- Church: Episcopal Church
- Diocese: Puerto Rico
- In office: 1951–1965
- Predecessor: Charles F. Boynton
- Successor: Francisco Reus-Froylan

Orders
- Consecration: May 3, 1951 by Henry Knox Sherrill

Personal details
- Born: July 1, 1913 Claremore, Oklahoma, United States
- Died: June 21, 2003 (aged 89)
- Denomination: Anglican
- Parents: Albert Aaron Swift & Margarette Anna Clarkson
- Spouse: Elizabeth Ann "Libby" Slusser (1915-2013)
- Children: 2

= A. Ervine Swift =

Episcopalian bishop in the United States

Albert Ervine Swift (July 1, 1915 - June 21, 2003) was a bishop of the Episcopal Church in the United States of America.

==Biography==
Swift was born on July 1, 1915, in Claremore, Oklahoma, the son of Albert Aaron Swift (1886-1979) and Margarette Anna Clarkson (1888-1947). He studied at the University of Oklahoma and later at the Episcopal Divinity School. After ordination, he became assistant secretary and acting executive of the Oversees department of the National Council. Later he also served as a faculty member of the St. John's University, Shanghai. He was also assistant priest at St Hilda's Refugee Camp in the Wuchang District. In 1948 he became rector of Trinity Church in Manila in the Philippines and subsequently chaplain of St Luke's Hospital. He also served as acting dean of St Andrew's Theological Seminary in Quezon City.

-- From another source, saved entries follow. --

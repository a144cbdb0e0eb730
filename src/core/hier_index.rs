use std::collections::HashMap;
use std::fmt::{self, Debug, Display};
use std::hash::Hash;
use std::ops::Range;

use crate::core::error::{Error, Result};
use crate::core::index::Index;

/// A label drawn from an axis: a plain label for flat axes, or an
/// (outer, inner) pair for two-level hierarchical axes
#[derive(Debug, Clone, PartialEq, Eq, Hash)]
pub enum Label<L>
where
    L: Debug + Clone + Eq + Hash + Display,
{
    Flat(L),
    Pair(L, L),
}

impl<L> Display for Label<L>
where
    L: Debug + Clone + Eq + Hash + Display,
{
    fn fmt(&self, f: &mut fmt::Formatter<'_>) -> fmt::Result {
        match self {
            Label::Flat(v) => write!(f, "{}", v),
            Label::Pair(outer, inner) => write!(f, "({}, {})", outer, inner),
        }
    }
}

/// A two-level hierarchical index
///
/// An ordered sequence of (outer, inner) label pairs in which equal outer
/// labels occupy contiguous runs. Pair lookup resolves duplicates to the
/// first occurrence; so does outer-span lookup when an outer label recurs
/// in non-adjacent runs.
#[derive(Debug, Clone, PartialEq)]
pub struct HierIndex<L>
where
    L: Debug + Clone + Eq + Hash + Display,
{
    /// (outer, inner) pairs in axis order
    pairs: Vec<(L, L)>,

    /// Contiguous runs of equal outer labels, in axis order
    spans: Vec<(L, Range<usize>)>,

    /// Mapping from pair to first occurrence position
    map: HashMap<(L, L), usize>,

    /// Index name (optional)
    name: Option<String>,
}

impl<L> HierIndex<L>
where
    L: Debug + Clone + Eq + Hash + Display,
{
    /// Creates a hierarchical index, grouping adjacent equal outer labels into runs
    pub fn new(pairs: Vec<(L, L)>) -> Self {
        let mut spans: Vec<(L, Range<usize>)> = Vec::new();
        let mut map = HashMap::with_capacity(pairs.len());
        for (i, pair) in pairs.iter().enumerate() {
            match spans.last_mut() {
                Some((outer, range)) if *outer == pair.0 => range.end = i + 1,
                _ => spans.push((pair.0.clone(), i..i + 1)),
            }
            map.entry(pair.clone()).or_insert(i);
        }
        HierIndex {
            pairs,
            spans,
            map,
            name: None,
        }
    }

    /// Get the length of the index
    pub fn len(&self) -> usize {
        self.pairs.len()
    }

    /// Check if the index is empty
    pub fn is_empty(&self) -> bool {
        self.pairs.is_empty()
    }

    /// Get all (outer, inner) pairs
    pub fn pairs(&self) -> &[(L, L)] {
        &self.pairs
    }

    /// Get the pair at a position
    pub fn get_pair(&self, pos: usize) -> Option<&(L, L)> {
        self.pairs.get(pos)
    }

    /// Get the outer label at a position
    pub fn outer_at(&self, pos: usize) -> Option<&L> {
        self.pairs.get(pos).map(|(outer, _)| outer)
    }

    /// Get the position of a pair, resolving duplicates to the first occurrence
    pub fn get_loc(&self, key: &(L, L)) -> Option<usize> {
        self.map.get(key).copied()
    }

    /// Get the contiguous positions covered by an outer label (first run wins)
    pub fn span_of(&self, outer: &L) -> Option<Range<usize>> {
        self.spans
            .iter()
            .find(|(o, _)| o == outer)
            .map(|(_, range)| range.clone())
    }

    /// Ordered (outer, run) view of the index
    pub fn spans(&self) -> &[(L, Range<usize>)] {
        &self.spans
    }

    /// Drop the outer level, keeping inner labels only (duplicates permitted)
    pub fn inner_index(&self) -> Index<L> {
        Index::with_name(
            self.pairs.iter().map(|(_, inner)| inner.clone()).collect(),
            self.name.clone(),
        )
    }

    /// Build a new hierarchical index from the pairs at the given positions
    pub fn take(&self, positions: &[usize]) -> Result<Self> {
        let mut pairs = Vec::with_capacity(positions.len());
        for &pos in positions {
            match self.pairs.get(pos) {
                Some(p) => pairs.push(p.clone()),
                None => {
                    return Err(Error::PositionOutOfBounds {
                        index: pos,
                        size: self.pairs.len(),
                    })
                }
            }
        }
        Ok(Self::new(pairs))
    }

    /// Concatenate several hierarchical indexes in input order
    pub fn concat<'a, I>(parts: I) -> Self
    where
        I: IntoIterator<Item = &'a Self>,
        L: 'a,
    {
        let mut pairs = Vec::new();
        for part in parts {
            pairs.extend(part.pairs.iter().cloned());
        }
        Self::new(pairs)
    }
}

/// The public label view of one axis: either a flat single-level index or
/// a two-level hierarchical index
#[derive(Debug, Clone, PartialEq)]
pub enum AxisLabels<L>
where
    L: Debug + Clone + Eq + Hash + Display,
{
    Flat(Index<L>),
    Hier(HierIndex<L>),
}

impl<L> AxisLabels<L>
where
    L: Debug + Clone + Eq + Hash + Display,
{
    /// Get the length of the axis
    pub fn len(&self) -> usize {
        match self {
            AxisLabels::Flat(idx) => idx.len(),
            AxisLabels::Hier(idx) => idx.len(),
        }
    }

    /// Check if the axis is empty
    pub fn is_empty(&self) -> bool {
        self.len() == 0
    }

    /// The flat index, if this axis is single-level
    pub fn as_flat(&self) -> Option<&Index<L>> {
        match self {
            AxisLabels::Flat(idx) => Some(idx),
            AxisLabels::Hier(_) => None,
        }
    }

    /// The hierarchical index, if this axis is two-level
    pub fn as_hier(&self) -> Option<&HierIndex<L>> {
        match self {
            AxisLabels::Flat(_) => None,
            AxisLabels::Hier(idx) => Some(idx),
        }
    }

    /// Get the label at a position
    pub fn label_at(&self, pos: usize) -> Option<Label<L>> {
        match self {
            AxisLabels::Flat(idx) => idx.get_value(pos).map(|v| Label::Flat(v.clone())),
            AxisLabels::Hier(idx) => idx
                .get_pair(pos)
                .map(|(o, i)| Label::Pair(o.clone(), i.clone())),
        }
    }

    /// Get the position of a label, resolving duplicates to the first occurrence
    pub fn get_loc(&self, key: &Label<L>) -> Option<usize> {
        match (self, key) {
            (AxisLabels::Flat(idx), Label::Flat(v)) => idx.get_loc(v),
            (AxisLabels::Hier(idx), Label::Pair(o, i)) => {
                idx.get_loc(&(o.clone(), i.clone()))
            }
            _ => None,
        }
    }

    /// Whether the axis contains a label
    pub fn contains(&self, key: &Label<L>) -> bool {
        self.get_loc(key).is_some()
    }

    /// Iterate over labels in axis order
    pub fn iter_labels(&self) -> impl Iterator<Item = Label<L>> + '_ {
        (0..self.len()).filter_map(move |pos| self.label_at(pos))
    }

    /// Build a new axis from the labels at the given positions
    pub fn take(&self, positions: &[usize]) -> Result<Self> {
        match self {
            AxisLabels::Flat(idx) => Ok(AxisLabels::Flat(idx.take(positions)?)),
            AxisLabels::Hier(idx) => Ok(AxisLabels::Hier(idx.take(positions)?)),
        }
    }

    /// Wrap every label with an outer level, turning a flat axis hierarchical
    ///
    /// # Errors
    /// Returns `Error::InvalidOperation` if the axis is already two-level
    pub fn add_outer(&self, outer: &L) -> Result<Self> {
        match self {
            AxisLabels::Flat(idx) => Ok(AxisLabels::Hier(HierIndex::new(
                idx.iter().map(|v| (outer.clone(), v.clone())).collect(),
            ))),
            AxisLabels::Hier(_) => Err(Error::InvalidOperation(
                "cannot add an outer level to an axis that is already hierarchical".to_string(),
            )),
        }
    }

    /// Concatenate several axes in input order; all parts must share the same level count
    pub fn concat<'a, I>(parts: I) -> Result<Self>
    where
        I: IntoIterator<Item = &'a Self>,
        L: 'a,
    {
        let parts: Vec<&Self> = parts.into_iter().collect();
        if parts.is_empty() {
            return Err(Error::EmptyData("no axes to concatenate".to_string()));
        }
        if parts.iter().all(|p| matches!(p, AxisLabels::Flat(_))) {
            let flats: Vec<&Index<L>> = parts.iter().filter_map(|p| p.as_flat()).collect();
            Ok(AxisLabels::Flat(Index::concat(flats.into_iter())))
        } else if parts.iter().all(|p| matches!(p, AxisLabels::Hier(_))) {
            let hiers: Vec<&HierIndex<L>> = parts.iter().filter_map(|p| p.as_hier()).collect();
            Ok(AxisLabels::Hier(HierIndex::concat(hiers.into_iter())))
        } else {
            Err(Error::InvalidOperation(
                "cannot concatenate flat and hierarchical axes".to_string(),
            ))
        }
    }
}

In 1950 he was elected Bishop of Puerto Rico and was consecrated on May 3, 1951, with Presiding Bishop Henry Knox Sherrill as chief consecrator in Grace Episcopal Cathedral (Topeka, Kansas). He retained the post until his resignation on August 1, 1965, to give way for a native bishop to take charge. Bishop Swift assisted with the confirmations and ordinations in Puerto Rico until January 1967. He was also responsible, for a time, of the missionary district of Honduras. He also served as Assistant Bishop of Southeast Florida and rector of St Gregory's Church in Boca Raton, Florida. In 1974 he was appointed Bishop-in-Charge of the Convocation of American Churches in Europe, which post he commenced on July 1 of the same year.